Input records:
■ ■ ■ ■ ■
impl ImportArgs {
    pub fn execute(self, store: &Store, output: &OutputFormatter) -> anyhow::Result<ExitCode> {
        let handle = parse_handle(&self.handle)?;
        let bytes = read_input_capped(&self.file, MAX_KEY_BYTES)?;
        let record = store.import_public(&handle, &bytes)?;
        emit(output.format_imported(&record, "import"));
        output.warning(&format!(
            "Compare fingerprint {} with {handle} over another channel before trusting this key",
            record.fingerprint()
        ));
        Ok(ExitCode::Success)
    }
}

fn list(store: &Store, output: &OutputFormatter) -> anyhow::Result<ExitCode> {
    let identities = store
        .list_identities()?
        .iter()
        .map(|handle| store.metadata(handle))
        .collect::<Result<Vec<_>, CoreError>>()?;
    let imported = store.list_imported()?;
    emit(output.format_list(&identities, &imported));
    Ok(ExitCode::Success)
}

/// Arguments for the delete command
#[derive(Args, Debug)]
pub struct DeleteArgs {
    /// Handle to delete
    pub handle: String,

    /// Forget the imported public key instead of an own identity
    #[arg(long)]
    pub imported: bool,

    /// Confirm destruction of key material
    #[arg(long)]
    pub yes: bool,
}

impl DeleteArgs {
    pub fn execute(self, store: &Store, output: &OutputFormatter) -> anyhow::Result<ExitCode> {
        let handle = parse_handle(&self.handle)?;
        if !self.yes && !self.imported {
            emit(output.format_error_with_code(
                &format!("Deleting '{handle}' destroys its private key; pass --yes to confirm"),
                ExitCode::InvalidInput,
            ));
            return Ok(ExitCode::InvalidInput);
        }

        let removed = if self.imported {
            store.remove_imported(&handle)?
        } else {
            store.delete(&handle)?
        };
        if !removed {
            emit(output.format_error_with_code(
                &format!("No key stored for '{handle}'"),
                ExitCode::KeyNotFound,
            ));
            return Ok(ExitCode::KeyNotFound);
        }

        emit(output.format_success(
            &serde_json::json!({ "handle": handle.as_str(), "imported": self.imported }),
            "delete",
        ));
        output.success(&format!("Deleted '{handle}'"));
        Ok(ExitCode::Success)
    }
}

/// Arguments for the seal command
#[derive(Args, Debug)]
pub struct SealArgs {
    /// Sending identity
    #[arg(long)]
    pub from: String,

    /// Recipient handle
    #[arg(long)]
    pub to: String,

    /// Message text
    #[arg(short, long, conflicts_with = "input")]
    pub message: Option<String>,

    /// Read the message from a file ('-' for stdin, the default)
    #[arg(short, long)]
    pub input: Option<PathBuf>,

    /// Envelope output file (stdout if omitted)
    #[arg(short, long)]
    pub out: Option<PathBuf>,
}

#[derive(Serialize)]
struct SealSummary<'a> {
    sender: &'a str,
    recipient: &'a str,
    timestamp: u64,
}

impl SealArgs {
    pub fn execute(
        self,
        channel: &SecureChannel<Store>,
        output: &OutputFormatter,
    ) -> anyhow::Result<ExitCode> {
        let plaintext = match (&self.message, &self.input) {
            (Some(text), _) => text.clone().into_bytes(),
            (None, Some(path)) => read_input(path)?,
            (None, None) => read_input(Path::new(STDIO))?,
        };

        let envelope = channel.send(&self.from, &self.to, &plaintext)?;
        let mut json = envelope.to_json().map_err(CoreError::from)?;
        json.push('\n');

        let summary = SealSummary {
            sender: &envelope.sender,
            recipient: &envelope.recipient,
            timestamp: envelope.timestamp,
        };
        deliver(output, self.out.as_deref(), json.as_bytes(), &summary, "seal")?;
        output.success(&format!("Sealed {} bytes for '{}'", plaintext.len(), self.to));
        Ok(ExitCode::Success)
    }
}

/// Arguments for the open command
#[derive(Args, Debug)]
pub struct OpenArgs {
    /// Receiving identity
    #[arg(long = "as", value_name = "HANDLE")]
    pub local: String,

    /// Envelope file ('-' for stdin)
    #[arg(default_value = STDIO)]
    pub envelope: PathBuf,

    /// Plaintext output file (stdout if omitted)
    #[arg(short, long)]
    pub out: Option<PathBuf>,
}

#[derive(Serialize)]
struct OpenSummary {
    sender: String,
    timestamp: u64,
    bytes: usize,
}

impl OpenArgs {
    pub fn execute(
        self,
        channel: &SecureChannel<Store>,
        output: &OutputFormatter,
    ) -> anyhow::Result<ExitCode> {
        let raw = read_input(&self.envelope)?;
        let envelope = Envelope::from_json_slice(&raw).map_err(CoreError::from)?;
        let message = channel.receive(&envelope, &self.local)?;

        let summary = OpenSummary {
            sender: message.sender.to_string(),
            timestamp: message.timestamp,
            bytes: message.plaintext.len(),
        };
        deliver(output, self.out.as_deref(), &message.plaintext, &summary, "open")?;
        let sent_at = message
            .sent_at()
            .map(|t| t.to_rfc3339())
            .unwrap_or_else(|| message.timestamp.to_string());
        output.success(&format!("Verified message from '{}' sent {sent_at}", message.sender));
        Ok(ExitCode::Success)
    }
}

/// Arguments for the introduce command
#[derive(Args, Debug)]
pub struct IntroduceArgs {
    /// Identity whose key is introduced
    #[arg(long)]
    pub from: String,

    /// Intended recipient
    #[arg(long)]
    pub to: String,

    /// Introduction output file (stdout if omitted)
    #[arg(short, long)]
    pub out: Option<PathBuf>,
}

#[derive(Serialize)]
struct IntroduceSummary<'a> {
    sender: &'a str,
    recipient: &'a str,
    fingerprint: String,
}

impl IntroduceArgs {
    pub fn execute(
        self,
        channel: &SecureChannel<Store>,
        output: &OutputFormatter,
    ) -> anyhow::Result<ExitCode> {
        let intro = channel.introduce(&self.from, &self.to)?;
        let fingerprint = intro.parse_key()?.fingerprint_hex();
        let mut json = intro.to_json()?;
        json.push('\n');

        let summary = IntroduceSummary {
            sender: &intro.sender,
            recipient: &intro.recipient,
            fingerprint: fingerprint.clone(),
        };
        deliver(output, self.out.as_deref(), json.as_bytes(), &summary, "introduce")?;
        output.success(&format!(
            "Introduction created; tell '{}' your fingerprint {fingerprint} out of band",
            self.to
        ));
        Ok(ExitCode::Success)
    }
}

/// Arguments for the accept command
#[derive(Args, Debug)]
pub struct AcceptArgs {
    /// Receiving identity
    #[arg(long = "as", value_name = "HANDLE")]
    pub local: String,

    /// Introduction file ('-' for stdin)
    #[arg(default_value = STDIO)]
    pub file: PathBuf,

    /// Fingerprint the sender gave you out of band (hex, ':' allowed)
    #[arg(long)]
    pub fingerprint: Option<String>,
}

impl AcceptArgs {
    pub fn execute(
        self,
        channel: &SecureChannel<Store>,
        output: &OutputFormatter,
    ) -> anyhow::Result<ExitCode> {
        let raw = read_input(&self.file)?;
        let text =
            String::from_utf8(raw).map_err(|e| CoreError::MalformedEnvelope(e.to_string()))?;
        let intro = KeyIntroduction::from_json(&text)?;
        let record =
            channel.accept_introduction(&intro, &self.local, self.fingerprint.as_deref())?;

        emit(output.format_imported(&record, "accept"));
        if self.fingerprint.is_none() {
            output.warning(&format!(
                "Key for '{}' is unverified; rerun with --fingerprint after confirming {}",
                record.handle,
                record.fingerprint()
            ));
        }
        Ok(ExitCode::Success)
    }
}

/// Configuration subcommands
#[derive(Subcommand, Debug)]
pub enum ConfigCommand {
    /// Write a config file (the --config path, or the default location)
    Init(ConfigInitArgs),
    /// Print the effective configuration
    Show,
}

/// Arguments for the config init command
#[derive(Args, Debug)]
pub struct ConfigInitArgs {
    /// Overwrite an existing file
    #[arg(long)]
    pub force: bool,

    /// Write the effective settings (file, environment and flags applied)
    /// instead of the commented sample
    #[arg(long)]
    pub resolved: bool,
}

impl ConfigCommand {
    pub fn execute(
        self,
        config_path: Option<&Path>,
        config: &Config,
        output: &OutputFormatter,
    ) -> anyhow::Result<ExitCode> {
        match self {
            ConfigCommand::Init(args) => args.execute(config_path, config, output),
            ConfigCommand::Show => {
                if output.format() == OutputFormat::Json {
                    emit(output.format_success(config, "config show"));
                } else {
                    let text = toml::to_string_pretty(config).context("encoding configuration")?;
                    write_payload(None, text.as_bytes())?;
                }
                Ok(ExitCode::Success)
            }
        }
    }
}
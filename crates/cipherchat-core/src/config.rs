//! Channel and key store configuration.

use std::path::PathBuf;

use serde::{Deserialize, Serialize};

use crate::errors::CoreError;

pub const DEFAULT_FRESHNESS_WINDOW_SECS: u64 = 3600;
pub const DEFAULT_MAX_FUTURE_SKEW_SECS: u64 = 300;
pub const DEFAULT_MAX_MESSAGE_SIZE: usize = 1024 * 1024;
/// Upper bound accepted for `max_message_size`.
pub const MAX_MESSAGE_SIZE_LIMIT: usize = 10 * 1024 * 1024;

/// Tunables for [`crate::channel::SecureChannel`].
#[derive(Clone, Debug, PartialEq, Eq, Serialize, Deserialize)]
#[serde(default)]
pub struct ChannelConfig {
    /// Maximum accepted age of an envelope timestamp.
    pub freshness_window_secs: u64,
    /// Maximum accepted distance of an envelope timestamp into the future.
    pub max_future_skew_secs: u64,
    /// Largest plaintext `send` accepts.
    pub max_message_size: usize,
    /// Remember accepted envelopes for the freshness window and reject
    /// repeats.
    pub reject_duplicates: bool,
}

impl Default for ChannelConfig {
    fn default() -> Self {
        Self {
            freshness_window_secs: DEFAULT_FRESHNESS_WINDOW_SECS,
            max_future_skew_secs: DEFAULT_MAX_FUTURE_SKEW_SECS,
            max_message_size: DEFAULT_MAX_MESSAGE_SIZE,
            reject_duplicates: false,
        }
    }
}

impl ChannelConfig {
    pub fn validate(&self) -> Result<(), CoreError> {
        if self.freshness_window_secs == 0 {
            return Err(CoreError::Config(
                "freshness_window_secs must be greater than zero".into(),
            ));
        }
        if self.max_message_size == 0 {
            return Err(CoreError::Config(
                "max_message_size must be greater than zero".into(),
            ));
        }
        if self.max_message_size > MAX_MESSAGE_SIZE_LIMIT {
            return Err(CoreError::Config(format!(
                "max_message_size must be at most {MAX_MESSAGE_SIZE_LIMIT}"
            )));
        }
        if i64::try_from(self.freshness_window_secs).is_err()
            || i64::try_from(self.max_future_skew_secs).is_err()
        {
            return Err(CoreError::Config("time window out of range".into()));
        }
        Ok(())
    }
}

/// Where the file key store lives.
#[derive(Clone, Debug, Default, PartialEq, Eq, Serialize, Deserialize)]
#[serde(default)]
pub struct KeyStoreConfig {
    pub path: Option<PathBuf>,
}

impl KeyStoreConfig {
    pub fn with_path(path: impl Into<PathBuf>) -> Self {
        Self {
            path: Some(path.into()),
        }
    }

    pub fn require_path(&self) -> Result<&PathBuf, CoreError> {
        self.path
            .as_ref()
            .ok_or_else(|| CoreError::Config("key store path is not set".into()))
    }
}

#[cfg(test)]
mod tests {
    use super::*;

    #[test]
    fn test_channel_defaults() {
        let config = ChannelConfig::default();
        assert_eq!(config.freshness_window_secs, 3600);
        assert_eq!(config.max_future_skew_secs, 300);
        assert_eq!(config.max_message_size, 1_048_576);
        assert!(!config.reject_duplicates);
        assert!(config.validate().is_ok());
    }

    #[test]
    fn test_partial_config_fills_defaults() {
        let config: ChannelConfig =
            serde_json::from_str(r#"{"freshness_window_secs": 60}"#).unwrap();
        assert_eq!(config.freshness_window_secs, 60);
        assert_eq!(config.max_message_size, DEFAULT_MAX_MESSAGE_SIZE);
    }

    #[test]
    fn test_validate_rejects_zero_window() {
        let config = ChannelConfig {
            freshness_window_secs: 0,
            ..Default::default()
        };
        assert!(matches!(config.validate(), Err(CoreError::Config(_))));

        let config = ChannelConfig {
            max_message_size: 0,
            ..Default::default()
        };
        assert!(matches!(config.validate(), Err(CoreError::Config(_))));
    }

    #[test]
    fn test_validate_bounds_message_size() {
        let at_limit = ChannelConfig {
            max_message_size: MAX_MESSAGE_SIZE_LIMIT,
            ..Default::default()
        };
        assert!(at_limit.validate().is_ok());

        for size in [MAX_MESSAGE_SIZE_LIMIT + 1, usize::MAX] {
            let config = ChannelConfig {
                max_message_size: size,
                ..Default::default()
            };
            assert!(matches!(config.validate(), Err(CoreError::Config(_))));
        }
    }

    #[test]
    fn test_keystore_config_requires_path() {
        assert!(KeyStoreConfig::default().require_path().is_err());
        let config = KeyStoreConfig::with_path("/tmp/keys");
        assert_eq!(config.require_path().unwrap(), &PathBuf::from("/tmp/keys"));
    }
}
/// Replace `live` with `staged` using `backup` as the holding place for the
/// old directory. On failure the old directory is put back.
fn swap_dirs(staged: &Path, live: &Path, backup: &Path) -> io::Result<()> {
    let had_live = match fs::rename(live, backup) {
        Ok(()) => true,
        Err(e) if e.kind() == io::ErrorKind::NotFound => false,
        Err(e) => return Err(e),
    };
    if let Err(e) = fs::rename(staged, live) {
        if had_live {
            fs::rename(backup, live)?;
        }
        return Err(e);
    }
    // The swap has happened; a backup left here is removed by the next write
    // or open.
    if had_live {
        if let Err(e) = fs::remove_dir_all(backup) {
            warn!(path = %backup.display(), error = %e, "could not remove replaced identity");
        }
    }
    Ok(())
}

fn sync_dir(dir: &Path) -> io::Result<()> {
    #[cfg(unix)]
    fs::File::open(dir)?.sync_all()?;
    #[cfg(not(unix))]
    let _ = dir;
    Ok(())
}

/// Write `contents` to `path` via a synced temp file and rename.
fn write_atomic(path: &Path, contents: &[u8], mode: u32) -> io::Result<()> {
    let file_name = path
        .file_name()
        .and_then(|n| n.to_str())
        .ok_or_else(|| io::Error::new(io::ErrorKind::InvalidInput, "bad file name"))?;
    let temp_path = path.with_file_name(format!(".{file_name}.tmp"));

    let mut options = fs::OpenOptions::new();
    options.write(true).create(true).truncate(true);
    #[cfg(unix)]
    {
        use std::os::unix::fs::OpenOptionsExt;
        options.mode(mode);
    }
    #[cfg(not(unix))]
    let _ = mode;

    let mut file = options.open(&temp_path)?;
    // The mode passed to open is filtered by the umask and ignored for
    // existing files.
    #[cfg(unix)]
    {
        use std::os::unix::fs::PermissionsExt;
        file.set_permissions(fs::Permissions::from_mode(mode))?;
    }
    file.write_all(contents)?;
    file.sync_all()?;
    drop(file);

    fs::rename(&temp_path, path)
}
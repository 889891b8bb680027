#![forbid(unsafe_code)]

pub mod hash;
pub mod transcript;
pub mod keys;
pub mod engine;

pub mod envelope;
pub mod utils;

#[cfg(test)]
pub(crate) mod fixtures;

#[cfg(test)]
mod proptests;

pub use engine::{CryptoEngine, CryptoError, HybridCiphertext};
pub use envelope::{Envelope, VerifiedEnvelope, ALGORITHM_TAG};
pub use keys::{KeyMaterial, PublicKey, RSA_MODULUS_BITS};
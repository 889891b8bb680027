//! Error types for CipherChat Core.
//!
//! Every fallible operation in this crate returns [`CoreError`]. Messages never
//! carry key bytes or plaintext; storage errors name only the operation and
//! the handle involved.

use cipherchat_crypto::CryptoError;
use thiserror::Error;

/// Shown to end users for every authentication or decryption failure.
pub const UNVERIFIABLE_NOTICE: &str = "message could not be verified or decrypted";

// ============================================================================
// Unified Core Error
// ============================================================================

#[derive(Debug, Error, Clone, PartialEq, Eq)]
pub enum CoreError {
    #[error("key generation failed")]
    KeyGenerationFailed,

    #[error("identity already exists: {0}")]
    IdentityExists(String),

    #[error("key not found: {0}")]
    KeyNotFound(String),

    #[error("invalid key format")]
    InvalidKeyFormat,

    #[error("no public key for recipient: {0}")]
    RecipientKeyMissing(String),

    #[error("no private key for sender: {0}")]
    SenderKeyMissing(String),

    #[error("unknown sender: {0}")]
    UnknownSender(String),

    #[error("envelope addressed to {actual}, not {expected}")]
    WrongRecipient { expected: String, actual: String },

    /// Shares its message with `DecryptionFailed`.
    #[error("message could not be verified or decrypted")]
    SignatureInvalid,

    #[error("message timestamp {timestamp} outside freshness window (now {now})")]
    StaleMessage { timestamp: u64, now: u64 },

    #[error("message could not be verified or decrypted")]
    DecryptionFailed,

    // -------------------------------------------------------------------------
    // Input validation
    // -------------------------------------------------------------------------
    #[error("invalid handle: {0}")]
    InvalidHandle(String),

    #[error("message too large: {size} bytes (limit {limit})")]
    MessageTooLarge { size: usize, limit: usize },

    #[error("malformed envelope: {0}")]
    MalformedEnvelope(String),

    #[error("unsupported algorithm: {0}")]
    UnsupportedAlgorithm(String),

    #[error("fingerprint mismatch: expected {expected}, got {actual}")]
    FingerprintMismatch { expected: String, actual: String },

    #[error("duplicate envelope")]
    Replayed,

    // -------------------------------------------------------------------------
    // Infrastructure
    // -------------------------------------------------------------------------
    #[error("storage error: {0}")]
    Storage(String),

    #[error("configuration error: {0}")]
    Config(String),

    /// Encryption, signing or randomness failure on the sending side.
    #[error("crypto error: {0}")]
    Crypto(CryptoError),
}

impl From<CryptoError> for CoreError {
    fn from(err: CryptoError) -> Self {
        match err {
            CryptoError::KeyGenerationFailed => CoreError::KeyGenerationFailed,
            CryptoError::InvalidKeyFormat => CoreError::InvalidKeyFormat,
            CryptoError::DecryptionFailed => CoreError::DecryptionFailed,
            CryptoError::SignatureInvalid => CoreError::SignatureInvalid,
            CryptoError::MalformedEnvelope(detail) => CoreError::MalformedEnvelope(detail),
            CryptoError::UnsupportedAlgorithm(tag) => CoreError::UnsupportedAlgorithm(tag),
            other @ (CryptoError::EncryptionFailed
            | CryptoError::SigningFailed
            | CryptoError::RandomnessUnavailable
            | CryptoError::FieldTooLong(_)) => CoreError::Crypto(other),
        }
    }
}

impl CoreError {
    pub(crate) fn storage(op: &str, handle: &str, err: impl std::fmt::Display) -> Self {
        CoreError::Storage(format!("{op} {handle}: {err}"))
    }

    /// Stable machine-readable code.
    pub fn kind(&self) -> &'static str {
        match self {
            CoreError::KeyGenerationFailed => "key_generation_failed",
            CoreError::IdentityExists(_) => "identity_exists",
            CoreError::KeyNotFound(_) => "key_not_found",
            CoreError::InvalidKeyFormat => "invalid_key_format",
            CoreError::RecipientKeyMissing(_) => "recipient_key_missing",
            CoreError::SenderKeyMissing(_) => "sender_key_missing",
            CoreError::UnknownSender(_) => "unknown_sender",
            CoreError::WrongRecipient { .. } => "wrong_recipient",
            CoreError::SignatureInvalid => "signature_invalid",
            CoreError::StaleMessage { .. } => "stale_message",
            CoreError::DecryptionFailed => "decryption_failed",
            CoreError::InvalidHandle(_) => "invalid_handle",
            CoreError::MessageTooLarge { .. } => "message_too_large",
            CoreError::MalformedEnvelope(_) => "malformed_envelope",
            CoreError::UnsupportedAlgorithm(_) => "unsupported_algorithm",
            CoreError::FingerprintMismatch { .. } => "fingerprint_mismatch",
            CoreError::Replayed => "replayed",
            CoreError::Storage(_) => "storage",
            CoreError::Config(_) => "config",
            CoreError::Crypto(_) => "crypto",
        }
    }

    /// Wire/user-safe text. Never exposes handles, timestamps or internal
    /// detail, and gives the same notice for every authentication or
    /// decryption failure on the receiving side.
    pub fn public_notice(&self) -> &'static str {
        match self {
            CoreError::SignatureInvalid
            | CoreError::DecryptionFailed
            | CoreError::UnknownSender(_)
            | CoreError::StaleMessage { .. }
            | CoreError::Replayed
            | CoreError::MalformedEnvelope(_)
            | CoreError::UnsupportedAlgorithm(_) => UNVERIFIABLE_NOTICE,
            CoreError::WrongRecipient { .. } => "message is addressed to someone else",
            CoreError::IdentityExists(_) => "identity already exists",
            CoreError::KeyNotFound(_)
            | CoreError::RecipientKeyMissing(_)
            | CoreError::SenderKeyMissing(_) => "required key is not available",
            CoreError::InvalidKeyFormat | CoreError::FingerprintMismatch { .. } => {
                "public key was rejected"
            }
            CoreError::InvalidHandle(_) => "invalid user name",
            CoreError::MessageTooLarge { .. } => "message is too large",
            CoreError::KeyGenerationFailed
            | CoreError::Storage(_)
            | CoreError::Config(_)
            | CoreError::Crypto(_) => "internal error",
        }
    }

    /// True for the failures an adversary can trigger with crafted input.
    pub fn is_authentication_failure(&self) -> bool {
        self.public_notice() == UNVERIFIABLE_NOTICE
    }
}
■ ■ ■ ■ ■
Task prompt:
Say how many lines in this listing hold the string "private", giving the count and nothing more.

Output:
2